GSI provides message protection by communicating SOAP messages [66] over Transport- Level Security (TLS) or encrypting portions of SOAP messages using WS-Security standard or the WS-SecureConversation specification for Message-Level Security (see Section 2.4.4). In contrast to TLS which uses X.509 credentials to establish secure transport layer connections, MLS uses X.509 credentials to either establish a session key or uses the associated keys of the sender and receiver’s X.509 credentials for message protection.
Whilst widely accepted, GSI has several issues including a lack of scalability owing to the use of grid-mapfiles and lack of inherent fine-grained access control. However, fine-grained access control could be achieved with the use of third party authorisation services such as PERMIS in combination with GSI.
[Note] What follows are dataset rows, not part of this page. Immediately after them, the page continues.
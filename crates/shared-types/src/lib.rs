pub mod settings;
pub mod types;

pub use settings::{AiProvider, AnalysisDepth, SeverityFilter, Settings};
pub use types::{
    issue_id_from_title, AnalysisResult, AnalysisStatus, IssueRecord, Severity, StoredAnalysis,
};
2.4 Security Standards in Federation Systems
This section reviews some evolving security standards that underlines the exchange of secu- rity information in decentralised open environments. Key to this is federation. Organisation for the Advancement of Structured Information Standards (OASIS) considers Federation
[67] as a term for organisations that collaborate based on agreed standards and that com- bine business and technological practices to enable access to resources and services across boundaries in a secure and trustworthy way. A federation is built based on trust, standards and agreements [68, 69]. Today, a federation is often associated with single sign-on (SSO) across organisational boundaries [70, 71]. SSO enables a user to authenticate once at the beginning of a process or computation and then to be automatically authenticated to every other process or computation that the user or process initiates. Users do not have to keep multiple passwords and they do not have to keep authenticating themselves every time access is required to other processes, services or resources.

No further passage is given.